These studies suggest that FRAX scores based on CRFs are not sufficiently accurate to identify patients at risk of fracture for pharmacologic intervention, even when HIV is included as a cause of secondary osteoporosis. Even though FRAX scores based on CRFs also had poor predictive value for low BMD or osteoporosis by DXA in HIV-infected individuals, perhaps the clearest role for FRAX in HIV-infected individuals is to risk stratify for DXA evaluation. FRAX calculated with femoral neck BMD may improve accuracy, but further studies are necessary to determine whether it adds predictive value beyond DXA alone, and whether the thresholds for intervention should be similar in HIV-infected individuals and the general population or different.

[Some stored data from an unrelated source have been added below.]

pub mod actions;
pub mod duplicates;
pub mod ranking;
pub mod repair;
pub mod resolution;

pub use actions::{ExternalCommand, KeepHighest, RemovalAction};
pub use duplicates::{duplicate_stats, duplicated_paths, DuplicateMap, DuplicateStats};
pub use repair::{
    change_fingerprint_algorithm, preview_update, refresh_fingerprints, repair_path, LiveRecord,
    RefreshSummary,
};
pub use resolution::{MergeOutcome, PassState, PassSummary, RankedGroup, Resolver, ResolverOptions};
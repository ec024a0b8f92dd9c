use crate::analysis::resolution::{MergeOutcome, PassSummary};

/// Trait for reporting progress of fingerprint refreshes and resolution passes.
///
/// The CLI implements it with indicatif/colored output.
/// All methods have default no-op implementations.
pub trait ProgressReporter: Send + Sync {
    fn on_hash_start(&self, _total_files: usize) {}
    fn on_hash_progress(&self, _files_hashed: usize, _total_files: usize) {}
    fn on_hash_complete(&self, _updated: usize, _duration_secs: f64) {}
    fn on_pass_start(&self, _groups: usize, _files: usize) {}
    fn on_batch_start(&self, _batch: usize, _groups: usize, _files: usize) {}
    fn on_batch_complete(&self, _batch: usize, _removed: usize) {}
    fn on_merge(&self, _outcome: &MergeOutcome) {}
    fn on_pass_complete(&self, _summary: &PassSummary) {}
}

/// No-op progress reporter for silent operation.
pub struct SilentReporter;

impl ProgressReporter for SilentReporter {}
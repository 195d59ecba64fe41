use std::{
    num::NonZeroUsize,
    path::{Path, PathBuf},
    result::Result as StdResult,
    time::Duration,
};

use anyhow::Context as _;
use serde::Deserialize;

use crate::{
    compare::{self, CompareMode, Comparator},
    error::ConfigError,
    testing::{Limits, NamingFormat, ResourceMeter, SpecialJudge, TestCommand},
};

#[derive(Debug, Clone, PartialEq, Default, Deserialize)]
#[serde(deny_unknown_fields)]
pub struct Config {
    #[serde(skip)]
    pub source_config_file: Option<PathBuf>,
    #[serde(default)]
    pub test: JudgeConfig,
}

/// Everything needed to judge one batch.
#[derive(Debug, Clone, PartialEq, Deserialize)]
#[serde(default, deny_unknown_fields)]
pub struct JudgeConfig {
    pub shell: PathBuf,
    pub format: String,
    /// One of the [`CompareMode`] names, checked by [`JudgeConfig::validate`].
    pub mode: String,
    pub tolerance: Option<f64>,
    pub time_limit_ms: Option<f64>,
    pub memory_limit_mb: Option<f64>,
    pub jobs: Option<usize>,
    pub time_command: PathBuf,
    pub judge: Option<String>,
    pub measure_memory: bool,
    pub ignore_backup: bool,
}

impl Default for JudgeConfig {
    fn default() -> Self {
        Self {
            shell: TestCommand::DEFAULT_SHELL.into(),
            format: NamingFormat::DEFAULT.to_owned(),
            mode: CompareMode::default().to_string(),
            tolerance: None,
            time_limit_ms: Some(2000.0),
            memory_limit_mb: None,
            jobs: None,
            time_command: ResourceMeter::DEFAULT_TIME_COMMAND.into(),
            judge: None,
            measure_memory: true,
            ignore_backup: true,
        }
    }
}

impl Config {
    pub const FILENAME: &'static str = "judge.toml";

    pub fn example_toml() -> &'static str {
        include_str!("../assets/judge.toml")
    }

    pub fn from_toml(s: &str) -> StdResult<Self, toml::de::Error> {
        toml::from_str(s)
    }

    pub fn from_toml_file(filepath: PathBuf) -> anyhow::Result<Self> {
        let toml = fsutil::read_to_string(&filepath).context("Cannot read a file")?;
        let mut cfg = Self::from_toml(&toml)
            .with_context(|| format!("Invalid config TOML: {:?}", filepath))?;
        cfg.source_config_file = Some(filepath);
        Ok(cfg)
    }

    /// Loads the nearest config file in `cur_dir` or its ancestors.
    /// Falls back to the defaults if there is none.
    pub fn load(cur_dir: impl AsRef<Path>) -> anyhow::Result<Self> {
        match fsutil::find_file_in_ancestors(cur_dir, Self::FILENAME) {
            Some(filepath) => {
                log::debug!("Loading config from {:?}", filepath);
                Self::from_toml_file(filepath)
            }
            None => {
                log::debug!("No '{}' found; using defaults", Self::FILENAME);
                Ok(Self::default())
            }
        }
    }
}

impl JudgeConfig {
    pub fn validate(&self) -> Result<(), ConfigError> {
        self.naming_format()?;
        self.compare_mode()?;
        if let Some(ms) = self.time_limit_ms {
            if !(ms.is_finite() && ms > 0.0) {
                return Err(ConfigError::InvalidTimeLimit(ms));
            }
        }
        if self.jobs == Some(0) {
            return Err(ConfigError::ZeroJobs);
        }
        if self.memory_limit_mb.is_some() && !self.measure_memory {
            return Err(ConfigError::MemoryMeasurementUnavailable(
                self.time_command.clone(),
            ));
        }
        if let Some(tol) = self.tolerance {
            compare::validate_tolerance(tol)?;
        }
        self.limits().validate()
    }

    pub fn naming_format(&self) -> Result<NamingFormat, ConfigError> {
        NamingFormat::parse(&self.format)
    }

    pub fn compare_mode(&self) -> Result<CompareMode, ConfigError> {
        CompareMode::parse(&self.mode)
    }

    pub fn limits(&self) -> Limits {
        Limits {
            time_limit: self
                .time_limit_ms
                .filter(|ms| ms.is_finite() && *ms > 0.0)
                .map(|ms| Duration::from_secs_f64(ms / 1000.0)),
            memory_limit_mb: self.memory_limit_mb,
            tolerance: self.tolerance,
        }
    }

    pub fn concurrency(&self) -> Option<NonZeroUsize> {
        self.jobs.and_then(NonZeroUsize::new)
    }

    /// `None` if memory should not be measured.
    pub fn time_command(&self) -> Option<&Path> {
        self.measure_memory.then_some(self.time_command.as_path())
    }

    /// The special judge takes precedence over the compare mode.
    pub fn comparator(&self) -> Result<Comparator, ConfigError> {
        match &self.judge {
            Some(script) => Ok(Comparator::SpecialJudge(SpecialJudge::shell(
                &self.shell,
                script,
            ))),
            None => self.compare_mode()?.comparator(self.tolerance),
        }
    }

    pub fn test_command(&self, script: &str) -> TestCommand {
        TestCommand::shell(&self.shell, script)
    }
}
use serde::Serialize;

#[derive(
    Debug,
    Clone,
    Copy,
    PartialEq,
    Eq,
    Hash,
    PartialOrd,
    Ord,
    Serialize,
    strum::Display,
    strum::EnumIter,
)]
pub enum JudgeStatus {
    AC,
    WA,
    RE,
    TLE,
    MLE,
}

impl JudgeStatus {
    pub fn is_accepted(&self) -> bool {
        *self == JudgeStatus::AC
    }
}

/// Decides the verdict of one execution. The first matching rule wins:
/// TLE, MLE, RE, WA, then AC.
///
/// `exit_code` is `None` only when the process was killed by the time limit.
/// `comparison` is `None` when there was nothing to compare against,
/// which is accepted.
pub fn classify(
    exit_code: Option<i32>,
    peak_memory_mb: Option<f64>,
    memory_limit_mb: Option<f64>,
    comparison: Option<bool>,
) -> JudgeStatus {
    use JudgeStatus::*;

    let Some(exit_code) = exit_code else {
        return TLE
    };
    if let (Some(used), Some(limit)) = (peak_memory_mb, memory_limit_mb) {
        if used > limit {
            return MLE;
        }
    }
    if exit_code != 0 {
        return RE;
    }
    match comparison {
        Some(false) => WA,
        Some(true) | None => AC,
    }
}

#[cfg(test)]
mod test {
    use super::*;
    use strum::IntoEnumIterator;
    use JudgeStatus::*;

    #[test]
    fn tle_wins_over_everything() {
        for mem in [None, Some(1.0), Some(1e9)] {
            for limit in [None, Some(0.5)] {
                for cmp in [None, Some(true), Some(false)] {
                    assert_eq!(classify(None, mem, limit, cmp), TLE);
                }
            }
        }
    }

    #[test]
    fn mle_is_checked_before_exit_code_and_output() {
        assert_eq!(classify(Some(0), Some(300.0), Some(256.0), Some(true)), MLE);
        assert_eq!(classify(Some(1), Some(300.0), Some(256.0), Some(false)), MLE);
        assert_eq!(classify(Some(0), Some(256.0), Some(256.0), Some(true)), AC);
        assert_eq!(classify(Some(0), Some(300.0), None, Some(true)), AC);
        assert_eq!(classify(Some(0), None, Some(256.0), Some(true)), AC);
    }

    #[test]
    fn re_and_wa() {
        assert_eq!(classify(Some(1), None, None, None), RE);
        assert_eq!(classify(Some(-9), None, None, Some(true)), RE);
        assert_eq!(classify(Some(0), None, None, Some(false)), WA);
    }

    #[test]
    fn nothing_to_compare_is_accepted() {
        assert_eq!(classify(Some(0), None, None, None), AC);
        assert_eq!(classify(Some(0), None, None, Some(true)), AC);
    }

    #[test]
    fn display_is_short_code() {
        let codes: Vec<_> = JudgeStatus::iter().map(|j| j.to_string()).collect();
        assert_eq!(codes, ["AC", "WA", "RE", "TLE", "MLE"]);
    }
}
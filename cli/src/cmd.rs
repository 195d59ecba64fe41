
use std::{path::PathBuf, process::ExitCode};

#[derive(Debug, clap::Parser)]
#[command(author, version, about, long_about = None)]
pub struct GlobalArgs {
    #[command(subcommand)]
    pub subcmd: Subcommand,

    /// Config file to use instead of the nearest `judge.toml`
    #[arg(long, global = true)]
    pub config: Option<PathBuf>,
}

#[derive(Debug, clap::Subcommand)]
pub enum Subcommand {
    #[command(alias("t"))]
    Test(test::Args),
}

pub type SubcmdResult = anyhow::Result<ExitCode>;

impl GlobalArgs {
    pub async fn exec_subcmd(&self) -> SubcmdResult {
        use Subcommand::*;
        match &self.subcmd {
            Test(args) => test::exec(args, self).await,
        }
    }
}
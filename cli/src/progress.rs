use std::{collections::HashMap, time::Duration};

use colored::Colorize;
use indicatif::{MultiProgress, ProgressBar, ProgressStyle};

use ojudge_core::testing::{CaseResult, CaseResultExt, Observer, Testcase};

use crate::style;

/// Shows a spinner for each running testcase, replaced by its verdict when finished.
pub struct ProgressReporter {
    container: MultiProgress,
    style: ProgressStyle,
    bars: HashMap<String, ProgressBar>,
}

impl ProgressReporter {
    pub fn new() -> Self {
        Self {
            container: MultiProgress::new(),
            style: ProgressStyle::with_template("{spinner} {msg}")
                .unwrap_or_else(|_| ProgressStyle::default_spinner()),
            bars: HashMap::new(),
        }
    }
}

impl Default for ProgressReporter {
    fn default() -> Self {
        Self::new()
    }
}

impl Observer for ProgressReporter {
    fn on_start(&mut self, testcase: &Testcase) {
        let bar = self
            .container
            .add(ProgressBar::new_spinner())
            .with_style(self.style.clone())
            .with_message(format!("Testcase {} ...", testcase.name()));
        bar.enable_steady_tick(Duration::from_millis(80));
        self.bars.insert(testcase.name().to_owned(), bar);
    }

    fn on_finish(&mut self, result: &CaseResult) {
        let msg = match result {
            Ok(outcome) => style::outcome_line(outcome).cyan().to_string(),
            Err(e) => style::error_line(e),
        };
        match self.bars.remove(result.testcase().name()) {
            Some(bar) => bar.finish_with_message(msg),
            None => self.container.println(msg).unwrap_or_default(),
        }
    }
}
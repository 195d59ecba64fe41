use std::{
    fs::{self, ReadDir},
    path::{Path, PathBuf},
};

pub mod error {
    use std::{io, path::PathBuf};

    pub type Result<T> = std::result::Result<T, self::Error>;

    type Msg = &'static str;

    #[derive(Debug, thiserror::Error)]
    pub enum Error {
        #[error("{0} ({1}): {2}")]
        SingleIO(Msg, PathBuf, #[source] io::Error),

        #[error("No entry matched glob '{0}' in '{1}'")]
        NoEntryMatchedGlob(::glob::Pattern, PathBuf),
    }
}
pub use error::{Error, Result};

#[must_use]
pub fn mkdir_all(path: impl AsRef<Path>) -> Result<()> {
    let dir = path.as_ref();
    fs::create_dir_all(dir).map_err(|e| Error::SingleIO("Cannot create dir", dir.to_owned(), e))
}

#[must_use]
pub fn write<P, C>(filepath: P, contents: C) -> Result<()>
where
    P: AsRef<Path>,
    C: AsRef<[u8]>,
{
    fs::write(&filepath, contents)
        .map_err(|e| Error::SingleIO("Cannot write file", filepath.as_ref().to_owned(), e))
}

#[must_use]
pub fn read(filepath: impl AsRef<Path>) -> Result<Vec<u8>> {
    fs::read(&filepath)
        .map_err(|e| Error::SingleIO("Cannot read file", filepath.as_ref().to_owned(), e))
}

#[must_use]
pub fn read_to_string(filepath: impl AsRef<Path>) -> Result<String> {
    fs::read_to_string(&filepath)
        .map_err(|e| Error::SingleIO("Cannot read file", filepath.as_ref().to_owned(), e))
}

#[must_use]
pub fn read_dir(dir: impl AsRef<Path>) -> Result<ReadDir> {
    fs::read_dir(&dir).map_err(|e| Error::SingleIO("Cannot read dir", dir.as_ref().to_owned(), e))
}

/// Lists regular files directly under `dir` whose file name matches `filename_pattern`.
/// The result is sorted by path.
pub fn list_files_matching(
    dir: impl AsRef<Path>,
    filename_pattern: &::glob::Pattern,
) -> Result<Vec<PathBuf>> {
    let mut res = Vec::new();
    for entry in self::read_dir(&dir)?.filter_map(std::result::Result::ok) {
        let Ok(file_type) = entry.file_type() else {
            continue
        };
        if file_type.is_dir() {
            continue;
        }
        let filename = entry.file_name();
        if filename_pattern.matches(filename.to_string_lossy().as_ref()) {
            res.push(entry.path());
        }
    }
    res.sort();
    Ok(res)
}

/// Same as [`list_files_matching`] but an empty result is an error.
pub fn list_files_matching_nonempty(
    dir: impl AsRef<Path>,
    filename_pattern: &::glob::Pattern,
) -> Result<Vec<PathBuf>> {
    let files = self::list_files_matching(&dir, filename_pattern)?;
    if files.is_empty() {
        return Err(Error::NoEntryMatchedGlob(
            filename_pattern.to_owned(),
            dir.as_ref().to_owned(),
        ));
    }
    Ok(files)
}

/// Find `filename` in `cur_dir` and its ancestor dirs, including `cur_dir` itself.
pub fn find_file_in_ancestors(cur_dir: impl AsRef<Path>, filename: &str) -> Option<PathBuf> {
    cur_dir
        .as_ref()
        .ancestors()
        .map(|dir| dir.join(filename))
        .find(|path| path.is_file())
}
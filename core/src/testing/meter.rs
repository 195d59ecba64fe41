use std::{
    ffi::OsStr,
    path::{Path, PathBuf},
    process::Stdio,
    time::Duration,
};

use tokio::process::Command;

/// Measures peak memory of a process by running it under GNU time.
///
/// GNU time writes `<elapsed seconds>\n<max RSS in KB>` to a report file
/// given by `-o`, so the measured program's own stdout and stderr stay untouched.
#[derive(Debug, Clone, PartialEq, Eq)]
pub struct ResourceMeter {
    time_command: PathBuf,
}

#[derive(Debug, Clone, Copy, PartialEq)]
pub struct ResourceUsage {
    pub elapsed: Duration,
    pub peak_memory_mb: f64,
    /// Set if the measured program was killed by a signal.
    /// GNU time itself then exits with `128 + signal`.
    pub terminated_by_signal: Option<i32>,
}

impl ResourceMeter {
    pub const DEFAULT_TIME_COMMAND: &'static str = "/usr/bin/time";
    const REPORT_FORMAT: &'static str = "%e\n%M";

    /// Runs `true` under `time_command` once and checks the report is readable.
    /// Returns `None` if memory measurement is unavailable.
    pub async fn probe(time_command: impl Into<PathBuf>) -> Option<Self> {
        let meter = Self {
            time_command: time_command.into(),
        };
        match meter.self_test().await {
            Ok(()) => Some(meter),
            Err(e) => {
                log::debug!(
                    "Memory measurement with {:?} is unavailable: {:#}",
                    meter.time_command,
                    e
                );
                None
            }
        }
    }

    async fn self_test(&self) -> anyhow::Result<()> {
        let report = tempfile::NamedTempFile::new()?;
        let status = self
            .wrap(OsStr::new("true"), &[] as &[&str], report.path())
            .stdin(Stdio::null())
            .stdout(Stdio::null())
            .stderr(Stdio::null())
            .status()
            .await?;
        anyhow::ensure!(status.success(), "exited with {}", status);
        Self::read_report(report.path())
            .await
            .map(|_| ())
            .ok_or_else(|| anyhow::anyhow!("unparsable report"))
    }

    pub fn time_command(&self) -> &Path {
        &self.time_command
    }

    /// Builds `time -f FORMAT -o REPORT -- PROGRAM ARGS...`.
    pub fn wrap<S: AsRef<OsStr>>(
        &self,
        program: impl AsRef<OsStr>,
        args: &[S],
        report_path: &Path,
    ) -> Command {
        let mut cmd = Command::new(&self.time_command);
        cmd.args(["-f", Self::REPORT_FORMAT, "-o"])
            .arg(report_path)
            .arg("--")
            .arg(program)
            .args(args);
        cmd
    }

    pub async fn read_report(path: &Path) -> Option<ResourceUsage> {
        let report = tokio::fs::read_to_string(path).await.ok()?;
        Self::parse_report(&report)
    }

    /// Parses the last two lines of a report.
    /// GNU time may put a line like "Command exited with non-zero status 1" before them.
    pub fn parse_report(report: &str) -> Option<ResourceUsage> {
        let lines: Vec<&str> = report.lines().filter(|l| !l.trim().is_empty()).collect();
        let [header @ .., elapsed, memory] = lines.as_slice() else {
            return None
        };
        let elapsed: f64 = elapsed.trim().parse().ok()?;
        let memory_kb: f64 = memory.trim().parse().ok()?;
        if !elapsed.is_finite() || elapsed < 0.0 || !memory_kb.is_finite() {
            return None;
        }
        let terminated_by_signal = header.iter().find_map(|line| {
            line.trim()
                .strip_prefix("Command terminated by signal ")?
                .parse::<i32>()
                .ok()
        });
        Some(ResourceUsage {
            elapsed: Duration::from_secs_f64(elapsed),
            peak_memory_mb: memory_kb / 1000.0,
            terminated_by_signal,
        })
    }
}
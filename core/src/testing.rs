pub mod batch;
pub mod meter;
pub mod result;
pub mod runner;
pub mod special_judge;
pub mod summary;
pub mod testcase;

pub use batch::*;
pub use meter::*;
pub use result::*;
pub use runner::*;
pub use special_judge::*;
pub use summary::*;
pub use testcase::*;
use std::{io, path::PathBuf};

/// Detected before any testcase runs. Aborts the whole batch.
#[derive(Debug, thiserror::Error)]
pub enum ConfigError {
    #[error("Unknown compare mode '{0}' (expected one of: exact-match, crlf-insensitive-exact-match, ignore-spaces, ignore-spaces-and-newlines)")]
    UnknownCompareMode(String),

    #[error("Tolerance must be 0 or greater than 1e-28 (got {0:e})")]
    TooSmallTolerance(f64),

    #[error("Tolerance must be a finite non-negative number (got {0})")]
    InvalidTolerance(f64),

    #[error("Time limit must be positive (got {0}ms)")]
    InvalidTimeLimit(f64),

    #[error("Memory limit must be positive (got {0}MB)")]
    InvalidMemoryLimit(f64),

    #[error("Number of jobs must be at least 1")]
    ZeroJobs,

    #[error("Memory limit is set but memory measurement with '{0}' is unavailable")]
    MemoryMeasurementUnavailable(PathBuf),

    #[error("Invalid testcase filename format '{format}': {reason}")]
    InvalidFormat { format: String, reason: String },
}

/// A single testcase could not produce any judge result.
#[derive(Debug, thiserror::Error)]
pub enum ExecutionError {
    #[error("Failed to spawn '{command}': {source}")]
    Spawn {
        command: String,
        #[source]
        source: io::Error,
    },

    #[error("Failed to open input file '{0}': {1}")]
    OpenInput(PathBuf, #[source] io::Error),

    #[error("Failed to read expected output '{0}': {1}")]
    ReadExpected(PathBuf, #[source] io::Error),

    #[error("Failed to communicate with subprocess: {0}")]
    Communicate(#[source] io::Error),

    #[error("Failed to prepare temporary file: {0}")]
    TempFile(#[source] io::Error),

    #[error("Failed to run special judge '{command}': {source}")]
    SpecialJudge {
        command: String,
        #[source]
        source: io::Error,
    },
}

#[derive(Debug, thiserror::Error)]
pub enum DiscoveryError {
    #[error(transparent)]
    Config(#[from] ConfigError),

    #[error("Cannot list testcases: {0}")]
    Fs(#[from] fsutil::Error),

    #[error("Unrecognizable file found in testcase dir: '{0}' (expected extension 'in' or 'out')")]
    UnrecognizedFile(PathBuf),
}
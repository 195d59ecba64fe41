use std::{path::PathBuf, process::exit};

pub fn current_dir() -> PathBuf {
    std::env::current_dir().unwrap_or_else(|e| {
        eprintln!("Failed to get current dir: {}", e);
        exit(1);
    })
}

/// Lossy UTF-8 text of a captured stream.
pub fn lossy(bytes: &[u8]) -> std::borrow::Cow<'_, str> {
    String::from_utf8_lossy(bytes)
}
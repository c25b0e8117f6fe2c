// SPDX-License-Identifier: Apache-2.0
// Copyright 2025 itsakeyfut
//
// Licensed under the Apache License, Version 2.0 (the "License");
// you may not use this file except in compliance with the License.
// You may obtain a copy of the License at
//
//     http://www.apache.org/licenses/LICENSE-2.0
//
// Unless required by applicable law or agreed to in writing, software
// distributed under the License is distributed on an "AS IS" BASIS,
// WITHOUT WARRANTIES OR CONDITIONS OF ANY KIND, either express or implied.
// See the License for the specific language governing permissions and
// limitations under the License.

//! State dumps for cache, registers and memory
//!
//! Reporting never touches simulation state; it only reads an
//! [`AccessEngine`]. Two renderings exist:
//!
//! - **Text**: one row per block / register / memory word
//! - **JSON**: a serialized [`Snapshot`]

use crate::core::cache::CacheSet;
use crate::core::engine::AccessEngine;
use crate::core::error::Result;
use crate::core::isa::TAG_BITS;
use crate::core::registers::RegisterFile;
use crate::core::stats::SimStats;
use serde::{Deserialize, Serialize};
use std::fmt::Write;

/// Output rendering
#[derive(Debug, Clone, Copy, PartialEq, Eq, Default, Deserialize, clap::ValueEnum)]
#[serde(rename_all = "lowercase")]
pub enum ReportFormat {
    /// Human-readable tables
    #[default]
    Text,
    /// Pretty-printed JSON snapshot
    Json,
}

/// Which sections a report contains
#[derive(Debug, Clone, Copy, PartialEq, Eq, Deserialize)]
#[serde(default)]
pub struct Sections {
    /// Cache contents
    pub cache: bool,
    /// Register file
    pub registers: bool,
    /// Main memory
    pub memory: bool,
    /// Access counters
    pub stats: bool,
}

impl Default for Sections {
    fn default() -> Self {
        Self {
            cache: true,
            registers: false,
            memory: false,
            stats: false,
        }
    }
}

impl Sections {
    /// Every section enabled
    pub fn all() -> Self {
        Self {
            cache: true,
            registers: true,
            memory: true,
            stats: true,
        }
    }
}

/// Serializable copy of the simulated state
#[derive(Debug, Clone, Serialize)]
pub struct Snapshot {
    #[serde(skip_serializing_if = "Option::is_none")]
    pub cache: Option<Vec<CacheSet>>,
    #[serde(skip_serializing_if = "Option::is_none")]
    pub registers: Option<Vec<u32>>,
    #[serde(skip_serializing_if = "Option::is_none")]
    pub memory: Option<Vec<u32>>,
    #[serde(skip_serializing_if = "Option::is_none")]
    pub stats: Option<SimStats>,
    pub halted: bool,
}

impl Snapshot {
    /// Capture the selected sections of an engine
    pub fn capture(engine: &AccessEngine, sections: Sections) -> Self {
        Self {
            cache: sections.cache.then(|| engine.cache().sets().to_vec()),
            registers: sections
                .registers
                .then(|| engine.registers().as_slice().to_vec()),
            memory: sections.memory.then(|| engine.memory().words().to_vec()),
            stats: sections.stats.then(|| *engine.stats()),
            halted: engine.is_halted(),
        }
    }
}

/// Formats engine state for display
#[derive(Debug, Clone, Copy, Default)]
pub struct Reporter {
    format: ReportFormat,
    sections: Sections,
}

impl Reporter {
    /// Create a reporter
    pub fn new(format: ReportFormat, sections: Sections) -> Self {
        Self { format, sections }
    }

    /// Render the selected sections
    ///
    /// # Errors
    ///
    /// `Json` if serialization fails.
    pub fn render(&self, engine: &AccessEngine) -> Result<String> {
        match self.format {
            ReportFormat::Json => {
                let snapshot = Snapshot::capture(engine, self.sections);
                Ok(serde_json::to_string_pretty(&snapshot)?)
            }
            ReportFormat::Text => {
                let mut out = String::new();
                if self.sections.cache {
                    out.push_str(&format_cache(engine));
                }
                if self.sections.registers {
                    out.push_str(&format_registers(engine));
                }
                if self.sections.memory {
                    out.push_str(&format_memory(engine));
                }
                if self.sections.stats {
                    out.push_str(&format_stats(engine.stats()));
                }
                Ok(out)
            }
        }
    }
}

/// Cache table, one row per block
///
/// ```text
/// Set 2, Block 0: V:1 H:MRU Tag:0001 Data:15
/// Set 2, Block 1: V:0 H:LRU
/// ```
pub fn format_cache(engine: &AccessEngine) -> String {
    let mut out = String::from("Cache Contents:\n");
    for (i, set) in engine.cache().sets().iter().enumerate() {
        for (j, block) in set.blocks().iter().enumerate() {
            // Writing into a String cannot fail
            let _ = write!(out, "Set {}, Block {}: V:{} H:{}", i, j, block.valid as u8, block.recency);
            if block.valid {
                let _ = write!(
                    out,
                    " Tag:{:0width$b} Data:{}",
                    block.tag,
                    block.data,
                    width = TAG_BITS as usize
                );
            }
            out.push('\n');
        }
    }
    out.push('\n');
    out
}

/// Register table (`$s0-$s7`)
pub fn format_registers(engine: &AccessEngine) -> String {
    let mut out = String::from("Registers:\n");
    for (slot, value) in engine.registers().as_slice().iter().enumerate() {
        let _ = writeln!(out, "{}: {}", RegisterFile::name(slot), value);
    }
    out.push('\n');
    out
}

/// Memory table, one row per word
pub fn format_memory(engine: &AccessEngine) -> String {
    let mut out = String::from("Memory Contents:\n");
    for (address, value) in engine.memory().words().iter().enumerate() {
        let _ = writeln!(out, "Block {}: {}", address, value);
    }
    out.push('\n');
    out
}

/// One-line counter summary
pub fn format_stats(stats: &SimStats) -> String {
    format!("Statistics:\n{}\n\n", stats)
}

What do current guidelines recommend?
Several guidelines have addressed how to use FRAX in HIV-infected individuals given our limited data. The HIV Medical Association of the Infectious Diseases Society of America (HIVMA/IDSA) guidelines follow the National osteoporosis Foundation (NOF) guidelines for the general population in the United States, and do not offer any recommendation of risk stratification with FRAX, but rather, recommend DXA screening for all postmenopausal women and men over age 50 (Table 2) 30. The European AIDS Clinical Society (EACS) guidelines updated in October 2015 recommend calculating fracture risk by FRAX based on CRFs for risk stratification in all HIV-infected individuals over age 40, or performing screening DXA for patients with one or more risk factors (Table 2). The Osteo Renal Exchange program (OREP) guidelines 7 recommend performing FRAX calculation based upon CRFs for all HIV-infected individuals between 40–50 without other fracture risk factors, and basing further management on thresholds. Both the EACS and OREP guidelines recommend checking the “secondary cause of osteoporosis” box when using the FRAX calculator tool in HIV-infected individuals. If FRAX score is above>20% at a major osteoporosis site or >3% at the hip, the OREP recommends excluding secondary causes of osteoporosis followed by consideration of bisphosphonate therapy in addition to ensuring adequate calcium/vitamin D intake and lifestyle advice. If the FRAX score is >10%, the OREP recommends obtaining a DXA for further risk stratification. And if the FRAX score is <10%, the OREP recommends re-evaluating by FRAX in 2–3 years (Table 2).
Table 2.
HIV Medicine Association/Infectious Diseases Society of America (HIVMA/IDSA), 2014 30 | European AIDS Clinical Society (EACS) version 8.0, 2015 31 | Osteo Renal Exchange Program (OREP), 2015 7 | |
DXA screening | Postmenopausal women and men over 50 years | Postmenopausal women and men over 50 years | Postmenopausal women and men over 50 years |
FRAX based on Clinical Risk Factors (CRFs) | N/A | Risk assessment in persons >40 years | Risk assessment in persons >40 years If≤10% for major osteoporosis fracture, repeat every 2–3 years or when new risk factor develops If >10% obtain DXA If>20%, obtain DXA, exclude secondary causes of osteoporosis, consider pharmacologic therapy |
Conclusions and future directions
Given the increased fracture risk among HIV-infected individuals, dietary and lifestyle modifications, antiretroviral modifications, and screening DXAs are indicated in higher-risk older individuals 7. FRAX is a readily available calculator of fracture risk that can be utilized in HIV-infected individuals. However the studies that are available in HIV-infected individuals suggest that fracture estimates calculated using FRAX based on CRFs likely underestimate true fracture risk. Accuracy is improved if HIV is considered a cause of secondary osteoporosis in FRAX calculation, but still appears to be poor tool for case-finding when utilizing pharmacologic therapy thresholds for the general population. When available, DXA may be a better screening modality to determine whether to start pharmacologic therapy. In areas where DXAs are not readily available, FRAX calculated with CRFs may be best utilized for determining which patients meet criteria for additional risk stratification with a DXA.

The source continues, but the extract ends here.